The bases are divided into two different groups. Adenine and guanine are purine bases and cytosine, thymine and uracil are pyrimidine bases. The two groups differ in their basic structure. Purine bases consist of two rings of atoms, while pyrimidine bases consist of only one ring. The bases are called nitrogenous bases as the rings contain nitrogen and carbon atoms.

Bases always mate with only one other base. Purine bases bind only to pyrimidine bases. Purine bases never bind with other purine bases and pyrimidine bases never bind with other pyrimidine bases. In particular, cytosine always pairs with guanine and adenine always pairs with thymine or uracil, depending on whether it is a DNA or RNA molecule. This mate is referred to as a specific base mate.

Specific base pairing keeps the molecule much more uniform and stable. By having purine bases bonded only to pyrimidine bases, the distance between the two strands of a DNA molecule will be uniform, a double loop and a single loop.
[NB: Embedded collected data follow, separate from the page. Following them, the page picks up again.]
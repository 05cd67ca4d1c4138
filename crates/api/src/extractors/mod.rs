//! Custom Axum extractors.

pub mod query;

pub use query::QueryParams;
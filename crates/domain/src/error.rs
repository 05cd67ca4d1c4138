//! Domain error types.

use thiserror::Error;

use shared::validation::message_of;

/// Failures of status and device operations.
///
/// The message of each variant is shown to API callers as-is.
#[derive(Debug, Clone, PartialEq, Eq, Error)]
pub enum DomainError {
    /// Client input is missing or malformed.
    #[error("Validation error: {0}")]
    Validation(String),

    /// The referenced device does not exist.
    #[error("Not found: {0}")]
    NotFound(String),

    /// A backing document could not be read, parsed or written.
    #[error("Storage unavailable: {0}")]
    StorageUnavailable(String),
}

impl DomainError {
    /// Human-readable detail without the variant prefix.
    pub fn message(&self) -> &str {
        match self {
            DomainError::Validation(msg)
            | DomainError::NotFound(msg)
            | DomainError::StorageUnavailable(msg) => msg,
        }
    }

    pub fn device_not_found(id: &str) -> Self {
        DomainError::NotFound(format!("Device with ID {} not found", id))
    }
}

impl From<validator::ValidationError> for DomainError {
    fn from(err: validator::ValidationError) -> Self {
        DomainError::Validation(message_of(&err))
    }
}
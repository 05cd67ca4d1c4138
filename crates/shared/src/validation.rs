//! Common validation utilities for query-string inputs.
//!
//! Every mutating endpoint receives its arguments as strings, so these helpers
//! turn raw values into typed ones and report failures as `ValidationError`s
//! whose message is shown to the caller verbatim.

use validator::ValidationError;

/// Literal accepted for a true boolean flag.
pub const FLAG_TRUE: &str = "true";

/// Literal accepted for a false boolean flag.
pub const FLAG_FALSE: &str = "false";

/// Returns the value of a required parameter.
///
/// Absent and empty values are both treated as missing.
pub fn require_param<'a>(name: &str, value: Option<&'a str>) -> Result<&'a str, ValidationError> {
    match value {
        Some(v) if !v.is_empty() => Ok(v),
        _ => {
            let mut err = ValidationError::new("required");
            err.message = Some(format!("Missing required parameter '{}'", name).into());
            Err(err)
        }
    }
}

/// Parses a boolean flag that must literally be `"true"` or `"false"`.
pub fn parse_bool_flag(name: &str, raw: &str) -> Result<bool, ValidationError> {
    match raw {
        FLAG_TRUE => Ok(true),
        FLAG_FALSE => Ok(false),
        _ => {
            let mut err = ValidationError::new("boolean");
            err.message = Some(
                format!("Argument '{}' must be boolean (\"true\" or \"false\")", name).into(),
            );
            Err(err)
        }
    }
}

/// Parses a signed integer argument. The whole value must be numeric.
pub fn parse_integer(name: &str, raw: &str) -> Result<i64, ValidationError> {
    raw.parse::<i64>().map_err(|_| {
        let mut err = ValidationError::new("number");
        err.message = Some(format!("Argument '{}' must be a number", name).into());
        err
    })
}

/// Extracts the human-readable message from a validation error.
pub fn message_of(err: &ValidationError) -> String {
    err.message
        .as_ref()
        .map(|m| m.to_string())
        .unwrap_or_else(|| err.code.to_string())
}
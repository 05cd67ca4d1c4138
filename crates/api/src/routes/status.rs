//! Status mutation endpoint.

use axum::{
    extract::State,
    Json,
};
use serde::Deserialize;

use crate::app::AppState;
use crate::error::ApiError;
use crate::extractors::QueryParams;
use crate::middleware::metrics::record_status_update;
use domain::models::status::{parse_status_code, SetStatusResponse};

#[derive(Debug, Deserialize)]
pub struct SetStatusQuery {
    pub status: Option<String>,
}

/// Sets the owner's status code.
///
/// GET, POST /api/set?status=<code>
pub async fn set_status(
    State(state): State<AppState>,
    QueryParams(query): QueryParams<SetStatusQuery>,
) -> Result<Json<SetStatusResponse>, ApiError> {
    let code = parse_status_code(query.status.as_deref()).map_err(|e| {
        tracing::info!(raw = ?query.status, error = %e, "Rejected status update");
        e
    })?;

    let record = state.statuses.set_status(code).await?;
    record_status_update();

    tracing::info!(
        status = record.status,
        last_updated = %record.last_updated,
        "Status updated"
    );

    Ok(Json(SetStatusResponse::new(record.status)))
}
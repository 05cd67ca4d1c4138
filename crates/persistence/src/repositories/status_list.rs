//! Read-only access to the status-code reference list.

use serde_json::Value;
use std::sync::Arc;

use domain::DomainError;

use crate::store::{load_as, DocumentStore};

/// Repository for the status list document. The content is returned as-is.
#[derive(Clone)]
pub struct StatusListRepository {
    store: Arc<dyn DocumentStore>,
}

impl StatusListRepository {
    pub fn new(store: Arc<dyn DocumentStore>) -> Self {
        Self { store }
    }

    pub async fn list(&self) -> Result<Value, DomainError> {
        load_as(self.store.as_ref()).await.map_err(|e| {
            tracing::error!(document = %self.store.name(), error = %e, "Status list unavailable");
            DomainError::StorageUnavailable("Failed to read status list".to_string())
        })
    }
}
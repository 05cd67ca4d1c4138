//! HTTP route handlers.

pub mod devices;
pub mod health;
pub mod meta;
pub mod query;
pub mod status;
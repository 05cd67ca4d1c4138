//! Domain models for Sleepy.

pub mod device;
pub mod status;

pub use device::Device;
pub use status::StatusRecord;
If a purine base were to bond with another purine base, there would be a double ring bonded to a double ring. If a pyrimidine base were to bond with another pyrimidine base, a single ring would be bonded to a single ring. If that were the case, the structure of the DNA molecule would not be uniform, it would bend in and out depending on the paired bases.

Finally, the specific pairing is determined by the structure of each base. Structure affects how bases bond together and how many hydrogen bonds are formed. When cytosine binds to guanine, three hydrogen bonds are formed between the two bases. When adenine bonds with thymine or uracil, only two hydrogen bonds are formed. Only these base pairs are capable of forming the necessary hydrogen bonds in a DNA molecule.

The sequence of bases along a DNA molecule forms the code to instruct a cell to make particular proteins or genes. Base triplets code for specific amino acids, the building blocks of proteins. The sequence determines which amino acids should be joined and in what order. The proteins in a cell determine the structure and function of a cell, so the nitrogenous bases carry the genetic code for a cell.